Required action: Write the listing below out again exactly, though only as far as the line with "pub const BIP37: u32 = 70001;", which is included.
- - -
//! # Version Handshake Messages
//!
//! The `version`/`verack` exchange that opens every channel, plus the
//! protocol level and service flag constants negotiated through it.

use serde::{Deserialize, Serialize};

use crate::address::NetworkAddress;
use crate::codec::{MessageError, Reader, WriteExt};
use crate::identifier::Identifier;
use crate::payload::Payload;

/// Protocol level constants (the version numbers at which behavior changed).
pub mod level {
    /// Baseline protocol.
    pub const MINIMUM: u32 = 31402;
    /// Ping nonce and pong reply (BIP 31).
    pub const BIP31: u32 = 60001;
    /// Reject message (BIP 61).
    pub const BIP61: u32 = 70002;
    /// Relay flag in version (BIP 37).
    pub const BIP37: u32 = 70001;
    /// Highest level this library speaks.
    pub const MAXIMUM: u32 = 70013;
}

/// Service bitfield flags advertised in version and address messages.
pub mod service {
    /// No services.
    pub const NONE: u64 = 0;
    /// Full chain service.
    pub const NODE_NETWORK: u64 = 1;
    /// Segregated witness service.
    pub const NODE_WITNESS: u64 = 1 << 3;
}

/// The `version` message.
#[derive(Debug, Clone, PartialEq, Eq, Serialize, Deserialize)]
pub struct Version {
    pub value: u32,
    pub services: u64,
    pub timestamp: i64,
    pub address_receiver: NetworkAddress,
    pub address_sender: NetworkAddress,
    pub nonce: u64,
    pub user_agent: String,
    pub start_height: u32,
    /// Only on the wire at or above `level::BIP37`.
    pub relay: bool,
}

impl Payload for Version {
    const IDENTIFIER: Identifier = Identifier::Version;

    fn serialize(&self, _version: u32, out: &mut Vec<u8>) {
        // The peer's level is unknown until this message is parsed, so the
        // sender's own value gates the relay field.
        out.put_u32_le(self.value);
        out.put_u64_le(self.services);
        out.put_i64_le(self.timestamp);
        self.address_receiver.serialize(out);
        self.address_sender.serialize(out);
        out.put_u64_le(self.nonce);
        out.put_var_string(&self.user_agent);
        out.put_u32_le(self.start_height);
        if self.value >= level::BIP37 {
            out.put_u8(u8::from(self.relay));
        }
    }

    fn deserialize(_version: u32, payload: &[u8]) -> Result<Self, MessageError> {
        let mut reader = Reader::new(payload);
        let value = reader.read_u32_le()?;
        let services = reader.read_u64_le()?;
        let timestamp = reader.read_i64_le()?;
        let address_receiver = NetworkAddress::deserialize(&mut reader)?;
        let address_sender = NetworkAddress::deserialize(&mut reader)?;
        let nonce = reader.read_u64_le()?;
        let user_agent = reader.read_var_string()?;
        let start_height = reader.read_u32_le()?;

        // Pre-BIP37 peers omit the relay byte; absent means relay.
        let relay = if value >= level::BIP37 && !reader.is_exhausted() {
            reader.read_u8()? != 0
        } else {
            true
        };

        Ok(Self {
            value,
            services,
            timestamp,
            address_receiver,
            address_sender,
            nonce,
            user_agent,
            start_height,
            relay,
        })
    }
}

/// The `verack` message (empty payload).
#[derive(Debug, Clone, Copy, Default, PartialEq, Eq)]
pub struct VersionAcknowledge;

impl Payload for VersionAcknowledge {
    const IDENTIFIER: Identifier = Identifier::VersionAcknowledge;

    fn serialize(&self, _version: u32, _out: &mut Vec<u8>) {}

    fn deserialize(_version: u32, payload: &[u8]) -> Result<Self, MessageError> {
        Reader::new(payload).finish()?;
        Ok(Self)
    }
}

#[cfg(test)]
mod tests {
    use super::*;
    use crate::codec::ipv4;

    fn make_version(value: u32) -> Version {
        Version {
            value,
            services: service::NODE_NETWORK,
            timestamp: 1_700_000_000,
            address_receiver: NetworkAddress {
                services: service::NODE_NETWORK,
                ip: ipv4(203, 0, 113, 7),
                port: 8333,
            },
            address_sender: NetworkAddress {
                services: service::NONE,
                ip: ipv4(0, 0, 0, 0),
                port: 0,
            },
            nonce: 0xdead_beef_cafe_f00d,
            user_agent: "/btcnet:0.4.0/".into(),
            start_height: 820_000,
            relay: false,
        }
    }

    #[test]
    fn test_version_round_trip() {
        let version = make_version(level::MAXIMUM);
        let mut buf = Vec::new();
        Payload::serialize(&version, level::MAXIMUM, &mut buf);
        let decoded = <Version as Payload>::deserialize(level::MAXIMUM, &buf).unwrap();
        assert_eq!(decoded, version);
    }

    #[test]
    fn test_version_pre_bip37_omits_relay() {
        let version = make_version(level::BIP31);
        let mut buf = Vec::new();
        Payload::serialize(&version, level::BIP31, &mut buf);

        let decoded = <Version as Payload>::deserialize(level::BIP31, &buf).unwrap();
        // Absent relay byte decodes as relay = true.
        assert!(decoded.relay);
        assert_eq!(decoded.nonce, version.nonce);
    }

    #[test]
    fn test_verack_empty() {
        let mut buf = Vec::new();
        VersionAcknowledge.serialize(level::MAXIMUM, &mut buf);
        assert!(buf.is_empty());
        assert!(VersionAcknowledge::deserialize(level::MAXIMUM, &[]).is_ok());
        assert!(VersionAcknowledge::deserialize(level::MAXIMUM, &[0]).is_err());
    }

    #[test]
    fn test_version_truncated_rejected() {
        let version = make_version(level::MAXIMUM);
        let mut buf = Vec::new();
        Payload::serialize(&version, level::MAXIMUM, &mut buf);
        buf.truncate(20);
        assert!(<Version as Payload>::deserialize(level::MAXIMUM, &buf).is_err());
    }
}
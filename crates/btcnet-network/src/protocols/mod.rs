//! # Protocols
//!
//! Per-channel behavior modules. A protocol is attached by a session,
//! started on the channel strand, and torn down through the channel's stop
//! subscription: the subscription closure holds the protocol's strong
//! reference, so protocols live exactly as long as their channel is
//! unstopped and are released in the stop cascade.

pub mod address;
pub mod alert;
pub mod ping;
pub mod reject;
pub mod seed;
pub mod version;

pub use address::ProtocolAddress31402;
pub use alert::ProtocolAlert311;
pub use ping::{ProtocolPing31402, ProtocolPing60001};
pub use reject::ProtocolReject70002;
pub use seed::ProtocolSeed31402;
pub use version::ProtocolVersion;

use std::sync::Arc;

use tracing::debug;

use crate::channel::Channel;
use crate::config::Authority;
use crate::error::Error;

/// A per-channel behavior module.
pub trait Protocol: Send + Sync + Sized + 'static {
    const NAME: &'static str;

    fn channel(&self) -> &Arc<Channel>;

    /// Subscribe and send initial messages; runs on the channel strand.
    fn start(self: Arc<Self>);

    /// Invoked once with the channel's terminal code, on the channel
    /// strand.
    fn stopping(&self, _code: Error) {}

    fn stopped(&self) -> bool {
        self.channel().stopped()
    }

    fn stop(&self, code: Error) {
        self.channel().stop(code);
    }

    fn authority(&self) -> Authority {
        self.channel().authority()
    }
}

/// Wire a protocol to its channel: register the stop subscription (which
/// holds the protocol alive) and start it on the channel strand.
pub fn attach<P: Protocol>(protocol: Arc<P>) {
    let held = Arc::clone(&protocol);
    let subscribed = protocol
        .channel()
        .subscribe_stop(move |code| held.stopping(code));

    if subscribed.is_err() {
        // Channel already stopped; stopping ran inline with the stored
        // code and there is nothing to start.
        return;
    }

    debug!(
        protocol = P::NAME,
        peer = %protocol.authority(),
        "protocol attached"
    );

    let starter = Arc::clone(&protocol);
    protocol
        .channel()
        .strand()
        .dispatch(move || starter.start());
}
//! # Payload Trait and Framing
//!
//! Every dispatchable message implements [`Payload`]; [`serialize_message`]
//! wraps a payload in its heading for transmission.

use crate::codec::MessageError;
use crate::heading::Heading;
use crate::identifier::Identifier;

/// A typed wire message payload.
///
/// Codecs receive the negotiated protocol version because several fields are
/// level-gated (the ping nonce, the version relay flag).
pub trait Payload: Sized + Send + Sync + 'static {
    const IDENTIFIER: Identifier;

    fn serialize(&self, version: u32, out: &mut Vec<u8>);

    fn deserialize(version: u32, payload: &[u8]) -> Result<Self, MessageError>;

    fn command() -> &'static str {
        Self::IDENTIFIER.command()
    }
}

/// Serialize a message with its heading: magic | command | length | checksum
/// | payload.
pub fn serialize_message<T: Payload>(message: &T, magic: u32, version: u32) -> Vec<u8> {
    let mut payload = Vec::new();
    message.serialize(version, &mut payload);

    let heading = Heading::for_payload(magic, T::command(), &payload);
    let mut out = Vec::with_capacity(crate::heading::HEADING_SIZE + payload.len());
    heading.serialize(&mut out);
    out.extend_from_slice(&payload);
    out
}
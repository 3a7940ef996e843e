//! # Network Supervisor
//!
//! Owns the threadpool, the network strand, the host pool, the connect and
//! close subscription registries, the channel counters, and the outbound
//! nonce set for loopback detection. Sessions are attached here and stopped
//! through the close cascade; `close` blocks until every pool thread has
//! joined and the host pool is persisted.

use std::collections::HashSet;
use std::sync::atomic::{AtomicBool, AtomicU32, AtomicU64, AtomicUsize, Ordering};
use std::sync::Arc;
use std::time::Duration;

use parking_lot::Mutex;
use tokio::runtime::Handle;
use tracing::{debug, info, warn};

use crate::channel::Channel;
use crate::config::Endpoint;
use crate::error::{Completion, Error};
use crate::hosts::Hosts;
use crate::memory::BufferPool;
use crate::sessions::{SessionInbound, SessionManual, SessionOutbound, SessionSeed};
use crate::settings::Settings;
use crate::strand::Strand;
use crate::subscribe::{Subscriber, Unsubscriber};
use crate::threadpool::Threadpool;

/// Shared supervisor state; sessions and protocols hold this.
pub struct NetworkInner {
    settings: Arc<Settings>,
    handle: Handle,
    strand: Strand,
    pool: BufferPool,
    hosts: Hosts,
    session_stop: Subscriber<()>,
    connect_subscriber: Unsubscriber<Arc<Channel>>,
    close_subscriber: Unsubscriber<()>,
    total_channels: AtomicUsize,
    inbound_channels: AtomicUsize,
    nonces: Mutex<HashSet<u64>>,
    manual: Mutex<Option<Arc<SessionManual>>>,
    closed: AtomicBool,
    keys: AtomicU64,
    start_height: AtomicU32,
}

impl NetworkInner {
    fn new(settings: Arc<Settings>, handle: Handle) -> Arc<Self> {
        let strand = Strand::new(&handle);
        Arc::new(Self {
            hosts: Hosts::new(Arc::clone(&settings), strand.clone()),
            settings,
            handle,
            strand,
            pool: BufferPool::new(),
            session_stop: Subscriber::new(),
            connect_subscriber: Unsubscriber::new(),
            close_subscriber: Unsubscriber::new(),
            total_channels: AtomicUsize::new(0),
            inbound_channels: AtomicUsize::new(0),
            nonces: Mutex::new(HashSet::new()),
            manual: Mutex::new(None),
            closed: AtomicBool::new(false),
            keys: AtomicU64::new(0),
            start_height: AtomicU32::new(0),
        })
    }

    pub(crate) fn settings(&self) -> &Arc<Settings> {
        &self.settings
    }

    pub(crate) fn handle(&self) -> &Handle {
        &self.handle
    }

    pub(crate) fn strand(&self) -> &Strand {
        &self.strand
    }

    pub(crate) fn pool(&self) -> &BufferPool {
        &self.pool
    }

    pub(crate) fn hosts(&self) -> &Hosts {
        &self.hosts
    }

    pub(crate) fn closed(&self) -> bool {
        self.closed.load(Ordering::Acquire)
    }

    pub(crate) fn inbound_channel_count(&self) -> usize {
        self.inbound_channels.load(Ordering::Acquire)
    }

    pub(crate) fn channel_count(&self) -> usize {
        self.total_channels.load(Ordering::Acquire)
    }

    pub(crate) fn start_height(&self) -> u32 {
        self.start_height.load(Ordering::Acquire)
    }

    /// Keys for connect/close subscriptions; unique for the process life.
    pub(crate) fn create_key(&self) -> u64 {
        self.keys.fetch_add(1, Ordering::Relaxed) + 1
    }

    // Loopback detection.

    /// Register an outbound channel's version nonce. A collision means a
    /// conflicting channel is in flight.
    pub(crate) fn store_nonce(&self, channel: &Channel) -> bool {
        debug_assert!(self.strand.stranded());

        if self.settings.enable_loopback || channel.inbound() {
            return true;
        }
        self.nonces.lock().insert(channel.nonce())
    }

    pub(crate) fn unstore_nonce(&self, channel: &Channel) {
        debug_assert!(self.strand.stranded());

        if self.settings.enable_loopback || channel.inbound() {
            return;
        }
        if !self.nonces.lock().remove(&channel.nonce()) {
            warn!(peer = %channel.authority(), "nonce was not stored");
        }
    }

    /// An inbound channel whose peer nonce matches one of our outbound
    /// nonces is our own connection coming back.
    fn is_loopback(&self, channel: &Channel) -> bool {
        debug_assert!(self.strand.stranded());

        if self.settings.enable_loopback || !channel.inbound() {
            return false;
        }
        match channel.peer_version() {
            Some(version) => self.nonces.lock().contains(&version.nonce),
            None => false,
        }
    }

    // Channel counting with address deconfliction. Count and uncount must
    // stay mirrored for the counters and reservations to balance.

    pub(crate) fn count_channel(&self, channel: &Channel) -> Result<(), Error> {
        debug_assert!(self.strand.stranded());

        if self.closed() {
            return Err(Error::ServiceStopped);
        }

        if self.is_loopback(channel) {
            warn!(peer = %channel.authority(), "loopback detected");
            return Err(Error::AcceptFailed);
        }

        if channel.inbound() && self.inbound_channels.load(Ordering::Acquire) == usize::MAX {
            return Err(Error::ChannelOverflow);
        }

        if !channel.quiet() && self.total_channels.load(Ordering::Acquire) == usize::MAX {
            return Err(Error::ChannelOverflow);
        }

        if !self.hosts.reserve(channel.authority()) {
            debug!(peer = %channel.authority(), "duplicate connection");
            return Err(Error::AddressInUse);
        }

        if channel.inbound() {
            self.inbound_channels.fetch_add(1, Ordering::AcqRel);
        }
        if !channel.quiet() {
            self.total_channels.fetch_add(1, Ordering::AcqRel);
        }
        Ok(())
    }

    pub(crate) fn uncount_channel(&self, channel: &Channel) {
        debug_assert!(self.strand.stranded());

        self.hosts.unreserve(channel.authority());

        if channel.inbound() {
            if self.inbound_channels.load(Ordering::Acquire) == 0 {
                warn!("inbound channel count underflow");
            } else {
                self.inbound_channels.fetch_sub(1, Ordering::AcqRel);
            }
        }

        if !channel.quiet() {
            if self.total_channels.load(Ordering::Acquire) == 0 {
                warn!("total channel count underflow");
            } else {
                self.total_channels.fetch_sub(1, Ordering::AcqRel);
            }
        }
    }

    /// Announce a started channel to connect subscribers.
    pub(crate) fn notify_connect(&self, channel: &Arc<Channel>) {
        debug_assert!(self.strand.stranded());
        self.connect_subscriber.notify(Ok(channel));
    }

    fn do_close(&self) {
        debug_assert!(self.strand.stranded());

        // Release the manual session reference (also held by the stop
        // subscriber until it fires below).
        *self.manual.lock() = None;

        // Stop every session; sessions stop their connectors, acceptors,
        // timers, and channels.
        self.session_stop.stop(Error::ServiceStopped);

        self.connect_subscriber.stop(Error::ServiceStopped);
        self.close_subscriber.stop(Error::ServiceStopped);
    }
}

/// The public peer-to-peer network service.
pub struct Network {
    threadpool: Threadpool,
    inner: Arc<NetworkInner>,
}

impl Network {
    pub fn new(settings: Settings) -> Self {
        let threadpool = Threadpool::new(settings.threads);
        let inner = NetworkInner::new(Arc::new(settings), threadpool.handle());
        Self { threadpool, inner }
    }

    pub fn settings(&self) -> &Settings {
        &self.inner.settings
    }

    // Start sequence: manual session, host pool, seed session.

    pub fn start(&self, handler: impl FnOnce(Completion) + Send + 'static) {
        let inner = Arc::clone(&self.inner);
        self.inner.strand.post(move || Self::do_start(inner, handler));
    }

    fn do_start(inner: Arc<NetworkInner>, handler: impl FnOnce(Completion) + Send + 'static) {
        debug_assert!(inner.strand.stranded());

        let manual = SessionManual::new(Arc::clone(&inner));
        *inner.manual.lock() = Some(Arc::clone(&manual));
        Self::subscribe_session(&inner, {
            let manual = Arc::clone(&manual);
            move || manual.stop()
        });

        let starting = Arc::clone(&inner);
        manual.start(move |result| {
            if let Err(code) = result {
                handler(Err(code));
                return;
            }

            // Host population always precedes seeding.
            if let Err(code) = starting.hosts.start() {
                warn!(%code, "hosts file failed to load");
                handler(Err(code));
                return;
            }

            let seed = SessionSeed::new(Arc::clone(&starting));
            Self::subscribe_session(&starting, {
                let seed = Arc::clone(&seed);
                move || seed.stop()
            });
            seed.start(move |result| {
                // An already-sufficient pool is success.
                handler(match result {
                    Err(Error::SeedingComplete) => Ok(()),
                    other => other,
                });
            });
        });
    }

    // Run sequence: manual peers, inbound session, outbound session.
    // Seeding may still be in flight when this completes.

    pub fn run(&self, handler: impl FnOnce(Completion) + Send + 'static) {
        if self.inner.closed() {
            handler(Err(Error::ServiceStopped));
            return;
        }

        let inner = Arc::clone(&self.inner);
        self.inner.strand.post(move || Self::do_run(inner, handler));
    }

    fn do_run(inner: Arc<NetworkInner>, handler: impl FnOnce(Completion) + Send + 'static) {
        debug_assert!(inner.strand.stranded());

        if inner.closed() {
            handler(Err(Error::ServiceStopped));
            return;
        }

        if let Some(manual) = inner.manual.lock().clone() {
            for peer in inner.settings.peers.clone() {
                manual.connect(peer);
            }
        }

        let inbound = SessionInbound::new(Arc::clone(&inner));
        Self::subscribe_session(&inner, {
            let inbound = Arc::clone(&inbound);
            move || inbound.stop()
        });

        let running = Arc::clone(&inner);
        inbound.start(move |result| {
            if let Err(code) = result {
                handler(Err(code));
                return;
            }

            let outbound = SessionOutbound::new(Arc::clone(&running));
            Self::subscribe_session(&running, {
                let outbound = Arc::clone(&outbound);
                move || outbound.stop()
            });
            outbound.start(handler);
        });
    }

    fn subscribe_session(inner: &Arc<NetworkInner>, stop: impl FnOnce() + Send + 'static) {
        let mut slot = Some(stop);
        let _ = inner.session_stop.subscribe(move |event| {
            if event.is_err() {
                if let Some(stop) = slot.take() {
                    stop();
                }
            }
            true
        });
    }

    // Manual connections.

    /// Maintain a connection to the endpoint; outcomes are logged.
    pub fn connect(&self, endpoint: Endpoint) {
        let inner = Arc::clone(&self.inner);
        self.inner.strand.dispatch(move || {
            if let Some(manual) = inner.manual.lock().clone() {
                manual.connect(endpoint);
            }
        });
    }

    /// Maintain a connection to the endpoint; the handler observes the
    /// first attempt's outcome.
    pub fn connect_with(
        &self,
        endpoint: Endpoint,
        handler: impl FnOnce(Result<Arc<Channel>, Error>) + Send + 'static,
    ) {
        if self.inner.closed() {
            handler(Err(Error::ServiceStopped));
            return;
        }

        let inner = Arc::clone(&self.inner);
        self.inner.strand.dispatch(move || {
            match inner.manual.lock().clone() {
                Some(manual) => manual.connect_with(endpoint, handler),
                None => handler(Err(Error::ServiceStopped)),
            }
        });
    }

    // Subscriptions. The completer reports the subscription key, usable
    // for keyed unsubscription.

    pub fn subscribe_connect(
        &self,
        handler: impl FnMut(Result<&Arc<Channel>, Error>) -> bool + Send + 'static,
        completer: impl FnOnce(Result<u64, Error>) + Send + 'static,
    ) {
        if self.inner.closed() {
            completer(Err(Error::ServiceStopped));
            return;
        }

        let inner = Arc::clone(&self.inner);
        self.inner.strand.post(move || {
            let key = inner.create_key();
            match inner.connect_subscriber.subscribe(handler, key) {
                Ok(()) => completer(Ok(key)),
                Err(code) => completer(Err(code)),
            }
        });
    }

    pub fn unsubscribe_connect(&self, key: u64) {
        let inner = Arc::clone(&self.inner);
        self.inner.strand.post(move || {
            inner.connect_subscriber.notify_one(key, Err(Error::Desubscribed));
        });
    }

    pub fn subscribe_close(
        &self,
        handler: impl FnMut(Result<&(), Error>) -> bool + Send + 'static,
        completer: impl FnOnce(Result<u64, Error>) + Send + 'static,
    ) {
        if self.inner.closed() {
            completer(Err(Error::ServiceStopped));
            return;
        }

        let inner = Arc::clone(&self.inner);
        self.inner.strand.post(move || {
            let key = inner.create_key();
            match inner.close_subscriber.subscribe(handler, key) {
                Ok(()) => completer(Ok(key)),
                Err(code) => completer(Err(code)),
            }
        });
    }

    pub fn unsubscribe_close(&self, key: u64) {
        let inner = Arc::clone(&self.inner);
        self.inner.strand.post(move || {
            inner.close_subscriber.notify_one(key, Err(Error::Desubscribed));
        });
    }

    // Properties.

    pub fn address_count(&self) -> usize {
        self.inner.hosts.count()
    }

    pub fn reserved_count(&self) -> usize {
        self.inner.hosts.reserved_count()
    }

    pub fn channel_count(&self) -> usize {
        self.inner.channel_count()
    }

    pub fn inbound_channel_count(&self) -> usize {
        self.inner.inbound_channel_count()
    }

    /// Height advertised in outgoing version messages.
    pub fn set_start_height(&self, height: u32) {
        self.inner.start_height.store(height, Ordering::Release);
    }

    // Shutdown. Blocks joining the pool threads; must not be called from a
    // pool thread.

    pub fn close(&mut self) {
        if self.threadpool.joined() {
            return;
        }

        info!("network closing");
        self.inner.closed.store(true, Ordering::Release);

        // The close cascade must run before the pool is torn down.
        let (done_sender, done_receiver) = std::sync::mpsc::channel();
        let inner = Arc::clone(&self.inner);
        self.inner.strand.post(move || {
            inner.do_close();
            let _ = done_sender.send(());
        });
        if done_receiver.recv_timeout(Duration::from_secs(10)).is_err() {
            warn!("close cascade did not complete in time");
        }

        self.threadpool.join();

        if let Err(code) = self.inner.hosts.stop() {
            warn!(%code, "hosts file failed to save");
        }
        info!("network closed");
    }
}

impl Drop for Network {
    fn drop(&mut self) {
        self.close();
    }
}
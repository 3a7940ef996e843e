//! Shared fixtures for unit tests: loopback channel pairs and version
//! message builders.

use std::sync::Arc;

use tokio::net::{TcpListener, TcpStream};

use btcnet_messages::{level, NetworkAddress, Version};

use crate::channel::Channel;
use crate::config::Authority;
use crate::memory::BufferPool;
use crate::settings::Settings;
use crate::socket::Socket;
use crate::strand::Strand;
use crate::threadpool::Threadpool;

pub(crate) struct ChannelFixture {
    pub pool: Threadpool,
    pub channel: Arc<Channel>,
    pub remote: TcpStream,
}

/// A channel over a real loopback pair, not yet resumed.
pub(crate) fn make_channel(
    configure: impl FnOnce(&mut Settings),
    inbound: bool,
) -> ChannelFixture {
    let pool = Threadpool::new(2);
    let handle = pool.handle();

    let mut settings = Settings::for_testing();
    configure(&mut settings);
    let settings = Arc::new(settings);

    let (channel, remote) = handle.clone().block_on(async {
        let listener = TcpListener::bind("127.0.0.1:0").await.unwrap();
        let address = listener.local_addr().unwrap();
        let client = TcpStream::connect(address).await.unwrap();
        let (server, _) = listener.accept().await.unwrap();

        let strand = Strand::new(&handle);
        let socket = Arc::new(Socket::new(client, Authority::from(address), strand));
        let channel = Channel::new(
            socket,
            Arc::clone(&settings),
            BufferPool::new(),
            handle.clone(),
            inbound,
        );
        (channel, server)
    });

    ChannelFixture {
        pool,
        channel,
        remote,
    }
}

/// A conforming peer version message carrying the given nonce.
pub(crate) fn make_peer_version(nonce: u64) -> Version {
    let unspecified = NetworkAddress {
        services: 0,
        ip: std::net::Ipv6Addr::UNSPECIFIED.into(),
        port: 0,
    };
    Version {
        value: level::MAXIMUM,
        services: 0,
        timestamp: std::time::SystemTime::now()
            .duration_since(std::time::UNIX_EPOCH)
            .map(|elapsed| elapsed.as_secs() as i64)
            .unwrap_or_default(),
        address_receiver: unspecified.clone(),
        address_sender: unspecified,
        nonce,
        user_agent: "/peer/".into(),
        start_height: 0,
        relay: true,
    }
}

/// Run a job on the given strand and wait for it.
pub(crate) fn run_on<R: Send + 'static>(
    strand: &Strand,
    job: impl FnOnce() -> R + Send + 'static,
) -> R {
    let (tx, rx) = std::sync::mpsc::channel();
    strand.post(move || tx.send(job()).unwrap());
    rx.recv_timeout(std::time::Duration::from_secs(5)).unwrap()
}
- - -
Solution to this task:
//! # Version Handshake Messages
//!
//! The `version`/`verack` exchange that opens every channel, plus the
//! protocol level and service flag constants negotiated through it.

use serde::{Deserialize, Serialize};

use crate::address::NetworkAddress;
use crate::codec::{MessageError, Reader, WriteExt};
use crate::identifier::Identifier;
use crate::payload::Payload;

/// Protocol level constants (the version numbers at which behavior changed).
pub mod level {
    /// Baseline protocol.
    pub const MINIMUM: u32 = 31402;
    /// Ping nonce and pong reply (BIP 31).
    pub const BIP31: u32 = 60001;
    /// Reject message (BIP 61).
    pub const BIP61: u32 = 70002;
    /// Relay flag in version (BIP 37).
    pub const BIP37: u32 = 70001;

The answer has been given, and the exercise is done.